Ndèye Astou Thiam, femme de la banlieue dakaroise, fait tomber de nouvelles barrières. Autrefois réservé aux hommes, le transport en commun n’est plus la chasse gardée de la gent masculine. Il tend à se féminiser puisque des femmes battantes ont fini d’investir le secteur. C’est le cas de Ndèye Astou Thiam, vue comme la première femme à manœuvrer le volant d’un bus Tata.
Pionnière dans le domaine des transports en commun, la seule femme de l’Aftu (Association pour le financement du transport urbain) arbore fièrement ce statut, qui lui confère beaucoup plus de responsabilités. « C’est bien mieux que d’être serveuse à talon haut dans un restaurant ou un bar », estime d’emblée la jeune femme face à notre interpellation sur sa singulière situation.

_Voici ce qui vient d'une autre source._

// SPDX-License-Identifier: MIT OR Apache-2.0
// Copyright (c) 2025 teeprov contributors

//! Error recovery suggestions
//!
//! Provides actionable suggestions for recovering from a failed run.

use super::ProvisionError;

/// A recovery suggestion with concrete steps
#[derive(Debug, Clone)]
pub struct RecoverySuggestion {
    /// Brief description of what to do
    pub action: String,
    /// Detailed steps
    pub steps: Vec<String>,
    /// Commands to run
    pub commands: Vec<String>,
}

impl RecoverySuggestion {
    /// Pick a suggestion for an error raised while running `stage`
    pub fn for_error(error: &ProvisionError, stage: &str) -> Option<Self> {
        match error {
            ProvisionError::Download { url, .. } => Some(Self::retry_download(url, stage)),
            ProvisionError::SourceFetch { reference, repo, .. } => {
                Some(Self::check_ref(repo, reference))
            }
            ProvisionError::InstallerProtocol { answered, expected, .. } => {
                Some(Self::update_answers(stage, *answered, *expected))
            }
            ProvisionError::Build { target, .. } => Some(Self::rebuild(stage, target)),
            ProvisionError::ContractViolation { stage: dependency, .. } => {
                Some(Self::provision_dependency(dependency))
            }
            ProvisionError::CircularDependency { stages } => {
                Some(Self::fix_circular_dependency(stages))
            }
            ProvisionError::ManifestNotFound { .. } => Some(Self::create_manifest()),
            _ => None,
        }
    }

    /// Suggest re-running a stage after a failed download
    pub fn retry_download(url: &str, stage: &str) -> Self {
        Self {
            action: "Check the artifact URL and retry the stage".into(),
            steps: vec![
                format!("The artifact could not be downloaded from {}", url),
                "Downloads are never retried automatically".into(),
            ],
            commands: vec![
                "# Check the artifact is reachable:".into(),
                format!("curl -fsSIL {}", url),
                "".into(),
                "# Re-run only this stage:".into(),
                format!("teeprov provision --only {}", stage),
            ],
        }
    }

    /// Suggest verifying a source ref
    pub fn check_ref(repo: &str, reference: &str) -> Self {
        Self {
            action: format!("Verify that '{}' exists upstream", reference),
            steps: vec![
                "The pinned ref could not be checked out".into(),
                "Tags for SDK releases usually follow the sgx_<version> pattern".into(),
            ],
            commands: vec![
                "# List remote refs:".into(),
                format!("git ls-remote --tags {}", repo),
            ],
        }
    }

    /// Suggest updating pinned installer answers
    pub fn update_answers(stage: &str, answered: usize, expected: usize) -> Self {
        Self {
            action: format!("Update the pinned installer answers for '{}'", stage),
            steps: vec![
                format!(
                    "{} of {} pinned answers were consumed before the installer diverged",
                    answered, expected
                ),
                "Run the installer by hand once and record its prompts".into(),
            ],
            commands: vec![],
        }
    }

    /// Suggest inspecting a failed build
    pub fn rebuild(stage: &str, target: &str) -> Self {
        Self {
            action: format!("Inspect the '{}' build output", target),
            steps: vec![
                "The source tree is left in place after a failed build".into(),
                "Fix the toolchain issue, then re-run the stage".into(),
            ],
            commands: vec![format!("teeprov provision --only {} -v", stage)],
        }
    }

    /// Suggest installing a dependency whose contract is missing
    pub fn provision_dependency(dependency: &str) -> Self {
        Self {
            action: format!("Provision '{}' first", dependency),
            steps: vec![
                format!("'{}' has not left its environment script on disk", dependency),
                "Single-stage runs rely on dependencies installed by earlier runs".into(),
            ],
            commands: vec![format!("teeprov provision --only {}", dependency)],
        }
    }

    /// Suggest fixing a circular dependency
    pub fn fix_circular_dependency(stages: &[String]) -> Self {
        Self {
            action: "Remove circular dependency".into(),
            steps: vec![
                format!("Detected cycle: {}", stages.join(" → ")),
                "Review your stage dependencies".into(),
                "Ensure stages form a directed acyclic graph (DAG)".into(),
            ],
            commands: vec![
                "# Visualize the stage graph:".into(),
                "teeprov graph --format mermaid".into(),
            ],
        }
    }

    /// Suggest creating a manifest file
    pub fn create_manifest() -> Self {
        Self {
            action: "Create a stage manifest".into(),
            steps: vec!["No manifest found at the given path".into()],
            commands: vec!["teeprov init".into()],
        }
    }
}

impl std::fmt::Display for RecoverySuggestion {
    fn fmt(&self, f: &mut std::fmt::Formatter<'_>) -> std::fmt::Result {
        writeln!(f, "→ {}", self.action)?;

        for step in &self.steps {
            writeln!(f, "  {}", step)?;
        }

        if !self.commands.is_empty() {
            writeln!(f)?;
            for cmd in &self.commands {
                writeln!(f, "  {}", cmd)?;
            }
        }

        Ok(())
    }
}

#[cfg(test)]
mod tests {
    use super::*;

    #[test]
    fn test_protocol_error_suggests_updating_answers() {
        let err = ProvisionError::InstallerProtocol {
            installer: "sgx_linux_x64_sdk.bin".into(),
            reason: "installer exited early".into(),
            answered: 1,
            expected: 2,
        };

        let suggestion = RecoverySuggestion::for_error(&err, "sdk").unwrap();
        assert!(suggestion.action.contains("sdk"));
        assert!(suggestion.to_string().contains("1 of 2"));
    }

    #[test]
    fn test_contract_violation_points_at_dependency() {
        let err = ProvisionError::ContractViolation {
            stage: "psw".into(),
            path: "/opt/intel/sgxpsw/environment".into(),
        };

        let suggestion = RecoverySuggestion::for_error(&err, "dcap").unwrap();
        assert_eq!(suggestion.commands, vec!["teeprov provision --only psw".to_string()]);
    }

    #[test]
    fn test_io_error_has_no_suggestion() {
        let err = ProvisionError::Io { message: "disk full".into() };
        assert!(RecoverySuggestion::for_error(&err, "sdk").is_none());
    }
}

Native de Yeumbeul (banlieue dakaroise), cette femme de taille moyenne arpente tous les matins les routes sablonneuses du quartier Cheikh pour rejoindre son poste de travail. Le regard émerveillé des autres, elle dit en avoir pris l’habitude. Pour cause, le regard « stigmatisant » de son entourage, comme de la société, l’a beaucoup aidée, insiste-t-elle, à en arriver là où elle est aujourd’hui. Elle a bravé tous les préjugés et les railleries pour se retrouver au volant de ces cars de transport en commun qui sillonnent dans tous les sens la capitale. Puis, elle a su gagner en galon et en respect dans son milieu de travail.

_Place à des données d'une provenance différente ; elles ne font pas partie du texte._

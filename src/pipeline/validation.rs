// SPDX-License-Identifier: MIT OR Apache-2.0
// Copyright (c) 2025 teeprov contributors

//! Manifest validation
//!
//! Validates a stage manifest before any profile is applied to it.

use regex::Regex;
use std::collections::HashSet;
use std::path::Path;

use crate::errors::ProvisionError;
use crate::pipeline::{DagBuilder, InstallAnswer, Manifest, PrebuiltSpec, SourceSpec, StageSpec};
use crate::profile::AcquisitionMode;

/// Manifest validator
pub struct ManifestValidator;

impl ManifestValidator {
    /// Validate a manifest
    pub fn validate(manifest: &Manifest) -> ValidationResult {
        let mut result = ValidationResult::new();

        if manifest.stages.is_empty() {
            result.add_error("Manifest has no stages defined");
        }

        let mut seen_names = HashSet::new();
        for stage in &manifest.stages {
            if !seen_names.insert(&stage.name) {
                result.add_error(&format!("Duplicate stage name: '{}'", stage.name));
            }
        }

        // Checks for cycles and unknown dependencies
        match DagBuilder::build(manifest) {
            Ok(_) => {}
            Err(ProvisionError::CircularDependency { stages }) => {
                result.add_error(&format!("Circular dependency: {}", stages.join(" → ")));
            }
            Err(ProvisionError::UnknownDependency { stage, dependency }) => {
                result.add_error(&format!(
                    "Stage '{}' depends on unknown stage '{}'",
                    stage, dependency
                ));
            }
            Err(e) => {
                result.add_error(&format!("DAG validation error: {}", e));
            }
        }

        for stage in &manifest.stages {
            Self::validate_stage(stage, &mut result);
        }

        result
    }

    /// Validate a single stage
    fn validate_stage(stage: &StageSpec, result: &mut ValidationResult) {
        if stage.name.trim().is_empty() {
            result.add_error("Stage with an empty name");
        }

        if stage.install_root.trim().is_empty() {
            result.add_error(&format!("Stage '{}': install_root is empty", stage.name));
        }

        if Path::new(&stage.environment).is_absolute() {
            result.add_error(&format!(
                "Stage '{}': environment must be relative to install_root",
                stage.name
            ));
        }

        if stage.prebuilt.is_none() && stage.source.is_none() {
            result.add_error(&format!(
                "Stage '{}': no acquisition strategy defined",
                stage.name
            ));
            return;
        }

        let default_missing = match stage.default_mode {
            AcquisitionMode::Prebuilt => stage.prebuilt.is_none(),
            AcquisitionMode::SourceBuild => stage.source.is_none(),
        };
        if default_missing {
            result.add_error(&format!(
                "Stage '{}': default mode '{}' has no matching strategy block",
                stage.name, stage.default_mode
            ));
        }

        if let Some(prebuilt) = &stage.prebuilt {
            Self::validate_prebuilt(stage, prebuilt, result);
        }

        if let Some(source) = &stage.source {
            Self::validate_source(stage, source, result);
        }
    }

    /// Validate prebuilt-specific settings
    fn validate_prebuilt(stage: &StageSpec, prebuilt: &PrebuiltSpec, result: &mut ValidationResult) {
        if prebuilt.command.is_empty() {
            result.add_error(&format!("Stage '{}': prebuilt command is empty", stage.name));
        }

        if prebuilt.artifact_url.starts_with("http://") {
            result.add_warning(&format!(
                "Stage '{}': artifact is fetched over plain HTTP",
                stage.name
            ));
        }

        if let Some(digest) = &prebuilt.blake3 {
            if digest.len() != 64 || !digest.chars().all(|c| c.is_ascii_hexdigit()) {
                result.add_error(&format!(
                    "Stage '{}': blake3 digest must be 64 hex characters",
                    stage.name
                ));
            }
        }

        Self::validate_answers(stage, &prebuilt.answers, result);
    }

    /// Validate source-build-specific settings
    fn validate_source(stage: &StageSpec, source: &SourceSpec, result: &mut ValidationResult) {
        if source.repo_url.trim().is_empty() {
            result.add_error(&format!("Stage '{}': source repo_url is empty", stage.name));
        }

        if source.reference.trim().is_empty() {
            result.add_error(&format!("Stage '{}': source ref is empty", stage.name));
        }

        if source.jobs == Some(0) {
            result.add_error(&format!("Stage '{}': jobs must be at least 1", stage.name));
        }

        if let Some(command) = &source.install_command {
            if command.is_empty() {
                result.add_error(&format!("Stage '{}': install_command is empty", stage.name));
            }

            let uses_installer = command.iter().any(|arg| arg.contains("{installer}"));
            if uses_installer && source.installer.is_none() {
                result.add_error(&format!(
                    "Stage '{}': install_command uses {{installer}} but no installer is declared",
                    stage.name
                ));
            }
        }

        if source.build_targets.is_empty()
            && source.prepare.is_empty()
            && source.installer.is_none()
            && source.install_command.is_none()
        {
            result.add_warning(&format!(
                "Stage '{}': source strategy builds and installs nothing",
                stage.name
            ));
        }

        if source.installer.is_none() && source.install_command.is_none() && !source.answers.is_empty() {
            result.add_warning(&format!(
                "Stage '{}': answers are ignored without an installer",
                stage.name
            ));
        }

        Self::validate_answers(stage, &source.answers, result);
    }

    fn validate_answers(stage: &StageSpec, answers: &[InstallAnswer], result: &mut ValidationResult) {
        for (i, answer) in answers.iter().enumerate() {
            if let Some(pattern) = &answer.expect {
                if let Err(e) = Regex::new(pattern) {
                    result.add_error(&format!(
                        "Stage '{}': answer {} has an invalid prompt pattern: {}",
                        stage.name,
                        i + 1,
                        e
                    ));
                }
            }
        }
    }
}

/// Result of manifest validation
#[derive(Debug, Default)]
pub struct ValidationResult {
    pub errors: Vec<String>,
    pub warnings: Vec<String>,
}

impl ValidationResult {
    pub fn new() -> Self {
        Self::default()
    }

    pub fn add_error(&mut self, message: &str) {
        self.errors.push(message.to_string());
    }

    pub fn add_warning(&mut self, message: &str) {
        self.warnings.push(message.to_string());
    }

    pub fn is_valid(&self) -> bool {
        self.errors.is_empty()
    }

    pub fn has_warnings(&self) -> bool {
        !self.warnings.is_empty()
    }

    /// The first error as an [`ProvisionError::InvalidManifest`]
    pub fn into_error(self) -> Option<ProvisionError> {
        let count = self.errors.len();
        self.errors.into_iter().next().map(|reason| ProvisionError::InvalidManifest {
            reason,
            help: (count > 1).then(|| {
                format!("{} more problem(s); run 'teeprov validate' for the full list", count - 1)
            }),
        })
    }
}
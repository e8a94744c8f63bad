// SPDX-License-Identifier: MIT OR Apache-2.0
// Copyright (c) 2025 teeprov contributors

//! Installed-file contract
//!
//! Every successful stage leaves an environment script under its install
//! root and appends one `source` line for it to the shared shell profile.
//! Once all stages succeed, the variables those scripts export are
//! persisted for later shell sessions.

use std::collections::BTreeMap;
use std::io::Write;
use std::path::{Path, PathBuf};

use tokio::process::Command;

use crate::errors::ProvisionError;
use crate::pipeline::Stage;

/// Variables a shell sets on its own; never persisted
const SHELL_VARIABLES: &[&str] = &["_", "SHLVL", "PWD", "OLDPWD", "BASH_EXECUTION_STRING"];

/// Expand a leading `~` to the user's home directory
pub fn expand_home(path: &str) -> PathBuf {
    let home = || directories::BaseDirs::new().map(|dirs| dirs.home_dir().to_path_buf());

    if path == "~" {
        if let Some(home) = home() {
            return home;
        }
    } else if let Some(rest) = path.strip_prefix("~/") {
        if let Some(home) = home() {
            return home.join(rest);
        }
    }

    PathBuf::from(path)
}

/// The shared shell profile stages register themselves in
#[derive(Debug, Clone)]
pub struct ShellProfile {
    path: PathBuf,
}

impl ShellProfile {
    pub fn new(path: impl Into<PathBuf>) -> Self {
        Self { path: path.into() }
    }

    pub fn path(&self) -> &Path {
        &self.path
    }

    /// The line registering `script`
    pub fn source_line(script: &Path) -> String {
        format!("source \"{}\"", shell_escape(&script.to_string_lossy()))
    }

    /// Append a `source` line for `script`. Duplicates are tolerated.
    pub fn append_source(&self, script: &Path) -> Result<(), ProvisionError> {
        if let Some(parent) = self.path.parent().filter(|p| !p.as_os_str().is_empty()) {
            std::fs::create_dir_all(parent)?;
        }

        let mut file = std::fs::OpenOptions::new()
            .create(true)
            .append(true)
            .open(&self.path)
            .map_err(|e| ProvisionError::FileWriteError {
                path: self.path.clone(),
                error: e.to_string(),
            })?;

        writeln!(file, "{}", Self::source_line(script)).map_err(|e| {
            ProvisionError::FileWriteError {
                path: self.path.clone(),
                error: e.to_string(),
            }
        })?;

        tracing::debug!(profile = %self.path.display(), script = %script.display(), "registered environment script");
        Ok(())
    }

    /// All `source` lines currently in the profile, in file order
    pub fn sourced_scripts(&self) -> Result<Vec<PathBuf>, ProvisionError> {
        if !self.path.exists() {
            return Ok(vec![]);
        }

        let content = std::fs::read_to_string(&self.path).map_err(|e| ProvisionError::FileReadError {
            path: self.path.clone(),
            error: e.to_string(),
        })?;

        Ok(content
            .lines()
            .filter_map(|line| line.trim().strip_prefix("source "))
            .map(|script| PathBuf::from(unquote(script.trim())))
            .collect())
    }
}

/// Whether `stage` left its environment script on disk
pub fn contract_holds(stage: &Stage) -> bool {
    stage.environment.is_file()
}

/// Make sure the stage's environment script exists.
///
/// Installers that ship their own script (the SGX SDK does) are left alone;
/// otherwise the script is written from the stage's `exports`.
pub fn ensure_environment_script(stage: &Stage) -> Result<PathBuf, ProvisionError> {
    if contract_holds(stage) {
        return Ok(stage.environment.clone());
    }

    if stage.exports.is_empty() {
        return Err(ProvisionError::ContractViolation {
            stage: stage.name.clone(),
            path: stage.environment.clone(),
        });
    }

    if let Some(parent) = stage.environment.parent() {
        std::fs::create_dir_all(parent)?;
    }

    let mut script = String::new();
    for (key, value) in &stage.exports {
        script.push_str(&format!("export {}=\"{}\"\n", key, value));
    }

    std::fs::write(&stage.environment, script).map_err(|e| ProvisionError::FileWriteError {
        path: stage.environment.clone(),
        error: e.to_string(),
    })?;

    tracing::debug!(stage = %stage.name, script = %stage.environment.display(), "wrote environment script");
    Ok(stage.environment.clone())
}

/// Fulfil the installed-file contract for a freshly installed stage
pub fn commit(stage: &Stage, profile: &ShellProfile) -> Result<PathBuf, ProvisionError> {
    let script = ensure_environment_script(stage)?;
    profile.append_source(&script)?;
    Ok(script)
}

/// Persist the variables exported by `scripts` to `target`.
///
/// The scripts are sourced in order in a bash subshell; variables whose
/// value differs from a bare subshell are written as `export` lines. The
/// target is rewritten on every call.
pub async fn finalize(
    scripts: &[PathBuf],
    target: &Path,
) -> Result<BTreeMap<String, String>, ProvisionError> {
    which::which("bash").map_err(|_| ProvisionError::tool_not_found("bash"))?;

    let baseline = capture_environment(&[]).await?;
    let sourced = capture_environment(scripts).await?;

    let changed: BTreeMap<String, String> = sourced
        .into_iter()
        .filter(|(key, _)| !SHELL_VARIABLES.contains(&key.as_str()))
        .filter(|(key, value)| baseline.get(key) != Some(value))
        .collect();

    let mut content = String::from("# Generated by teeprov; rewritten on every successful run\n");
    for (key, value) in &changed {
        content.push_str(&format!("export {}=\"{}\"\n", key, shell_escape(value)));
    }

    if let Some(parent) = target.parent().filter(|p| !p.as_os_str().is_empty()) {
        std::fs::create_dir_all(parent)?;
    }

    let tmp = target.with_extension("tmp");
    std::fs::write(&tmp, content).map_err(|e| ProvisionError::FileWriteError {
        path: tmp.clone(),
        error: e.to_string(),
    })?;
    std::fs::rename(&tmp, target).map_err(|e| ProvisionError::FileWriteError {
        path: target.to_path_buf(),
        error: e.to_string(),
    })?;

    tracing::info!(file = %target.display(), variables = changed.len(), "persisted environment");
    Ok(changed)
}

/// Run `env -0` after sourcing `scripts` and parse the result
async fn capture_environment(scripts: &[PathBuf]) -> Result<BTreeMap<String, String>, ProvisionError> {
    let mut command = String::from("set -a; ");
    for (i, script) in scripts.iter().enumerate() {
        command.push_str(&format!(
            "source \"{}\" || exit {}; ",
            shell_escape(&script.to_string_lossy()),
            100 + i
        ));
    }
    command.push_str("env -0");

    let output = Command::new("bash")
        .arg("--noprofile")
        .arg("--norc")
        .arg("-c")
        .arg(&command)
        .output()
        .await
        .map_err(|e| ProvisionError::Finalization {
            reason: format!("could not start bash: {}", e),
            status: None,
        })?;

    if !output.status.success() {
        let status = output.status.code();
        let failed = status
            .and_then(|code| usize::try_from(code - 100).ok())
            .and_then(|i| scripts.get(i))
            .map(|script| format!("sourcing {} failed", script.display()))
            .unwrap_or_else(|| "environment capture failed".to_string());

        return Err(ProvisionError::Finalization {
            reason: format!("{}: {}", failed, String::from_utf8_lossy(&output.stderr).trim()),
            status,
        });
    }

    Ok(String::from_utf8_lossy(&output.stdout)
        .split('\0')
        .filter_map(|entry| entry.split_once('='))
        .map(|(key, value)| (key.to_string(), value.to_string()))
        .collect())
}

/// Escape a value for use inside double quotes
fn shell_escape(value: &str) -> String {
    let mut out = String::with_capacity(value.len());
    for c in value.chars() {
        if matches!(c, '"' | '\\' | '$' | '`') {
            out.push('\\');
        }
        out.push(c);
    }
    out
}

/// Undo [`shell_escape`] on a double-quoted word; bare words pass through
fn unquote(word: &str) -> String {
    let Some(inner) = word.strip_prefix('"').and_then(|w| w.strip_suffix('"')) else {
        return word.to_string();
    };

    let mut out = String::with_capacity(inner.len());
    let mut chars = inner.chars();
    while let Some(c) = chars.next() {
        match c {
            '\\' => out.extend(chars.next()),
            c => out.push(c),
        }
    }
    out
}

Mon ambition, ce n’est pas rivaliser avec les hommes
Férue de mécanique et de transport depuis sa tendre enfance, la trentenaire, mariée et mère d’un garçon, n’est pas entrée dans le métier par une porte dérobée. Sa situation matrimoniale ne l’empêche pas outre mesure de progresser. Permis catégorie poids lourd en poche, cette banlieusarde au physique juvénile, n’a jamais voulu que les choses lui soient servies sur un plateau. Débrouillarde depuis toute petite, cette femme de son temps rit sous cape quand elle est étiquetée garçon manqué.
« J’adore tout ce qui a trait à la mécanique et au transport. Toute petite, je courais derrière les voitures conduites par les dames. A défaut de pouvoir les rattraper, je suivais ces voitures du regard », se souvient fièrement l’ancienne pensionnaire du Gie Thiaroye-Yeumbeul, qui ne compte pas pour autant rivaliser avec les hommes.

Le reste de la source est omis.